= TASK DESCRIPTION =
If a line in the entries below includes "only", show that line.

= RECORD SET =
========================================

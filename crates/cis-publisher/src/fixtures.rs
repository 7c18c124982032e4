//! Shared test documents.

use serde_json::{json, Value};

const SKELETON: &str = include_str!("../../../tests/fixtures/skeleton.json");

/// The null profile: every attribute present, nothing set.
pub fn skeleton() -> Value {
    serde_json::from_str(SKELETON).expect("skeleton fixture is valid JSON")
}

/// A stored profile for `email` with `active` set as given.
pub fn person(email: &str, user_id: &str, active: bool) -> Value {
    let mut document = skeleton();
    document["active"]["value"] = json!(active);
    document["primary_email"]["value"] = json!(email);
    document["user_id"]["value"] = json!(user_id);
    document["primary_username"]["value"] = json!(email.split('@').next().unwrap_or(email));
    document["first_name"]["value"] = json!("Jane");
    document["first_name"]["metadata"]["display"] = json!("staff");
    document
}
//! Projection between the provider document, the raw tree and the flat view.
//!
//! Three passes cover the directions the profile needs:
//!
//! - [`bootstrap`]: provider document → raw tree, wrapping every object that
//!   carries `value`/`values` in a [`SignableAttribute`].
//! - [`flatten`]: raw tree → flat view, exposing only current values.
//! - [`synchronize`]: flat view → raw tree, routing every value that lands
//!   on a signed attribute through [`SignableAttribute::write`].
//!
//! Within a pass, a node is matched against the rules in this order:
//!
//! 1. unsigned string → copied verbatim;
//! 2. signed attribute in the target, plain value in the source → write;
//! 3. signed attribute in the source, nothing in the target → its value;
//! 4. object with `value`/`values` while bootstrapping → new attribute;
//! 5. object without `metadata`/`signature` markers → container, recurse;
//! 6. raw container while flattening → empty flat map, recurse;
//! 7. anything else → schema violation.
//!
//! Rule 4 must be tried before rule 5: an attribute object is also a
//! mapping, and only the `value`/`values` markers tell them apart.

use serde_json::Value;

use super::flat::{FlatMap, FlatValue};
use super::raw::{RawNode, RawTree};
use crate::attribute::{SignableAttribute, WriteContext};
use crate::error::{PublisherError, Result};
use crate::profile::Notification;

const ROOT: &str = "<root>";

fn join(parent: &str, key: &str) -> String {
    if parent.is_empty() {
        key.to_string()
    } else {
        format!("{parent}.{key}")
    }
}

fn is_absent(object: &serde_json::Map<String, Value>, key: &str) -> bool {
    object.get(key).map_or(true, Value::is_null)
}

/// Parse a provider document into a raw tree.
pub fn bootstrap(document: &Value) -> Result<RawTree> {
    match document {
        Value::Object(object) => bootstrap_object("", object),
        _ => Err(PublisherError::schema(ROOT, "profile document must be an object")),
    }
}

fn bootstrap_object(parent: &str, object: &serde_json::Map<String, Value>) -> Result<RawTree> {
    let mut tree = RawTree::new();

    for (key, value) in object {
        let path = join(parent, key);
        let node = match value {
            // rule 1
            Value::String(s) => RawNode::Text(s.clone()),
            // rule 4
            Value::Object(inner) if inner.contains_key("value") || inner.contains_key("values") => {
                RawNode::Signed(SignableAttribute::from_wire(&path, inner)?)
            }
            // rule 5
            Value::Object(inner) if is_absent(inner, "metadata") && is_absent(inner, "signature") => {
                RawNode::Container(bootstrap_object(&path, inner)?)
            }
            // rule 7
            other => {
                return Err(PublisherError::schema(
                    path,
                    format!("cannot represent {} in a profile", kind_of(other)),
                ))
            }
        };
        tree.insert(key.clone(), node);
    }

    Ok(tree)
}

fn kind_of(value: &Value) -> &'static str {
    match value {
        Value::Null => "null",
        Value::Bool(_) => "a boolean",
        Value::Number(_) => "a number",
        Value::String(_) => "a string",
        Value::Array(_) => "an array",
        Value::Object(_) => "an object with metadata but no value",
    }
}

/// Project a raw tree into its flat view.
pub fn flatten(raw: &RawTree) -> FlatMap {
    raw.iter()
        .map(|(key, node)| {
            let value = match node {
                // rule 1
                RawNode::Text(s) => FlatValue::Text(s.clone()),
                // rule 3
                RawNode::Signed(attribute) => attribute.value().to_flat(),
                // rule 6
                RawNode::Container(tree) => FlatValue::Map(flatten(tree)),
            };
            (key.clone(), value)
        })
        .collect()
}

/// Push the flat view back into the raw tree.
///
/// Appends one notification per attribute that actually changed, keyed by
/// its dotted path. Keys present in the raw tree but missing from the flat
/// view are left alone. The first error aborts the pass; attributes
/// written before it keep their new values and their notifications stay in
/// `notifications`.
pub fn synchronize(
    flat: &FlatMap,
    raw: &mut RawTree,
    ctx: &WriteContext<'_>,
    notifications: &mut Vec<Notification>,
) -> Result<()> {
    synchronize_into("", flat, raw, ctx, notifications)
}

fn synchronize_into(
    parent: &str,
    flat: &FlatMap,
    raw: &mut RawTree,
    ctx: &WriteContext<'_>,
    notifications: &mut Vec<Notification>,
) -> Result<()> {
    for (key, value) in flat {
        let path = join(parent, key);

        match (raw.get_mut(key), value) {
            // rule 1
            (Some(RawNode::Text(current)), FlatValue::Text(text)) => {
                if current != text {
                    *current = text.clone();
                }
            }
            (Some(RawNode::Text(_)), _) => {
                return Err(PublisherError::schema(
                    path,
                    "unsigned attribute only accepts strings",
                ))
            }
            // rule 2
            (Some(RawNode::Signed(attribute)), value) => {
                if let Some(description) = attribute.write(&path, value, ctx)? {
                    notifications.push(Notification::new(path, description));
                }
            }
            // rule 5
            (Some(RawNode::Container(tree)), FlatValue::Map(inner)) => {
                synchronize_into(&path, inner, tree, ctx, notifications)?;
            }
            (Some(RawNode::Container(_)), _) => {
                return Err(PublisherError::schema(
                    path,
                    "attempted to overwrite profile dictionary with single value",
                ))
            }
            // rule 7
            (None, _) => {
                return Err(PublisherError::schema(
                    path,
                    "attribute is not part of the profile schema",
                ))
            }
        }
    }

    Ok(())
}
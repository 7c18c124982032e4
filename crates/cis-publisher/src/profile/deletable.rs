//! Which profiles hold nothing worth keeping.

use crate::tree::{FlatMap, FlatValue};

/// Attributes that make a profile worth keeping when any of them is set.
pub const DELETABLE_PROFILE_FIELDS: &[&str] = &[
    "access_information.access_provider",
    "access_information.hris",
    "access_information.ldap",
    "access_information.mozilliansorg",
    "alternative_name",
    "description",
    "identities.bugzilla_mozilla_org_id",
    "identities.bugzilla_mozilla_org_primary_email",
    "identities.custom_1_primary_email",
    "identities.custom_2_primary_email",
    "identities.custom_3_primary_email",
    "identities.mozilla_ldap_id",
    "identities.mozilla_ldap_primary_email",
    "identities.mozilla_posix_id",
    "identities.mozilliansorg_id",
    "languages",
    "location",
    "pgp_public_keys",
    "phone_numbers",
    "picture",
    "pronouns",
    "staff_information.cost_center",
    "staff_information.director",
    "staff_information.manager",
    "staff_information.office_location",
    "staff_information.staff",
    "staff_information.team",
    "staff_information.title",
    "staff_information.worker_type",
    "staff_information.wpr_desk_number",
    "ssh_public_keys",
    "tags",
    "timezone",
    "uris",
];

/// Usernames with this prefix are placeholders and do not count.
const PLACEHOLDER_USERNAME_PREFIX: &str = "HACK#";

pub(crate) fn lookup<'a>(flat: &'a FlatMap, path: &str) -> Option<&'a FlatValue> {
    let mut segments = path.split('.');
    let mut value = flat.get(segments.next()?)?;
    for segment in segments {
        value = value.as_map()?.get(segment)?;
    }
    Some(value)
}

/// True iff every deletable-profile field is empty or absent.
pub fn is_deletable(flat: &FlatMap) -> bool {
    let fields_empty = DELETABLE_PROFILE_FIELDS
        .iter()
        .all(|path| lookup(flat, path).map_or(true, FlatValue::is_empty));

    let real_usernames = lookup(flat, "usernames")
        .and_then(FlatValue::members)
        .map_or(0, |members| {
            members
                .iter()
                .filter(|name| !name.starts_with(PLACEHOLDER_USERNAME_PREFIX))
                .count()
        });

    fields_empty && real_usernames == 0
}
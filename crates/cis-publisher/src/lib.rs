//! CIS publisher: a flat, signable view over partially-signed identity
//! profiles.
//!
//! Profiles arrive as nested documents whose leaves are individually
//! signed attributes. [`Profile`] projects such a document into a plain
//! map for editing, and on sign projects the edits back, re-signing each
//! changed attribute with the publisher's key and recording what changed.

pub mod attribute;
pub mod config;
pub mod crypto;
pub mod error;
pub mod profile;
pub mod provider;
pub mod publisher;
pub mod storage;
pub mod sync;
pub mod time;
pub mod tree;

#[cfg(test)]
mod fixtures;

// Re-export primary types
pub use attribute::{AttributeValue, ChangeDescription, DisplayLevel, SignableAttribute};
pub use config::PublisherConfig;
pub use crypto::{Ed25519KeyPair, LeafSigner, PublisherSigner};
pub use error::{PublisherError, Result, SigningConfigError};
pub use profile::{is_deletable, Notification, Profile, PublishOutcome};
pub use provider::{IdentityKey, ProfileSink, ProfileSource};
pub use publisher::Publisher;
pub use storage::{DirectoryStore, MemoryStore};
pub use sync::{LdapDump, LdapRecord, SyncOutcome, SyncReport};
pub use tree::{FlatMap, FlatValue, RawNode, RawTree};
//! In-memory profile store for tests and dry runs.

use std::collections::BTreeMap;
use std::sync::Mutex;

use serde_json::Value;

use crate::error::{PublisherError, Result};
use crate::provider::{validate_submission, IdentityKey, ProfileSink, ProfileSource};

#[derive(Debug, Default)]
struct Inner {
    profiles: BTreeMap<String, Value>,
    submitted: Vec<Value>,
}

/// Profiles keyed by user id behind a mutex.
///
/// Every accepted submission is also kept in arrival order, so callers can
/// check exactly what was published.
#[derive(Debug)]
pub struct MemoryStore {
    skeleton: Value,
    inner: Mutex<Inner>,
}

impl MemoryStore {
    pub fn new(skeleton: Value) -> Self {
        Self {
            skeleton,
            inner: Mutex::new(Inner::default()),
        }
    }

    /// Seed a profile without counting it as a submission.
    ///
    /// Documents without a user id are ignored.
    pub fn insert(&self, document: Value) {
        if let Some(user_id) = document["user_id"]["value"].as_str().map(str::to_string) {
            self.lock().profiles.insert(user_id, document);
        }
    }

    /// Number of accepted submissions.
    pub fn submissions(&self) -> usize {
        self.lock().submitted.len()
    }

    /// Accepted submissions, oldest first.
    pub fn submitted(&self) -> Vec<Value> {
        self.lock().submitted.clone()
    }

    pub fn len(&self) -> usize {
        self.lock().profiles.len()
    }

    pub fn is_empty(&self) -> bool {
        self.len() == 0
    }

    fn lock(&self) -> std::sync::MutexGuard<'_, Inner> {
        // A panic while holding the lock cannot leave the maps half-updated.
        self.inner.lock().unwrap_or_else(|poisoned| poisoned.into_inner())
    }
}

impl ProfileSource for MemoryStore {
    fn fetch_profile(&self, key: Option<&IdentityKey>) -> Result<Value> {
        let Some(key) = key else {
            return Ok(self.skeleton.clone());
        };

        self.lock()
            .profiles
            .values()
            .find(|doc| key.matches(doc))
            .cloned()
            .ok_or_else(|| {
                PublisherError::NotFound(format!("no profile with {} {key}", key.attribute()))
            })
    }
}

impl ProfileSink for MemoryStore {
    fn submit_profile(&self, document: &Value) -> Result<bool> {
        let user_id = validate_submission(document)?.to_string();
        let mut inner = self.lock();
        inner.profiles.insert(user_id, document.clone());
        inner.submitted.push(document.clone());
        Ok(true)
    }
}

========================================

= WRITTEN RESPONSE =
//! - [`flatten`]: raw tree → flat view, exposing only current values.
//! mapping, and only the `value`/`values` markers tell them apart.
                    "unsigned attribute only accepts strings",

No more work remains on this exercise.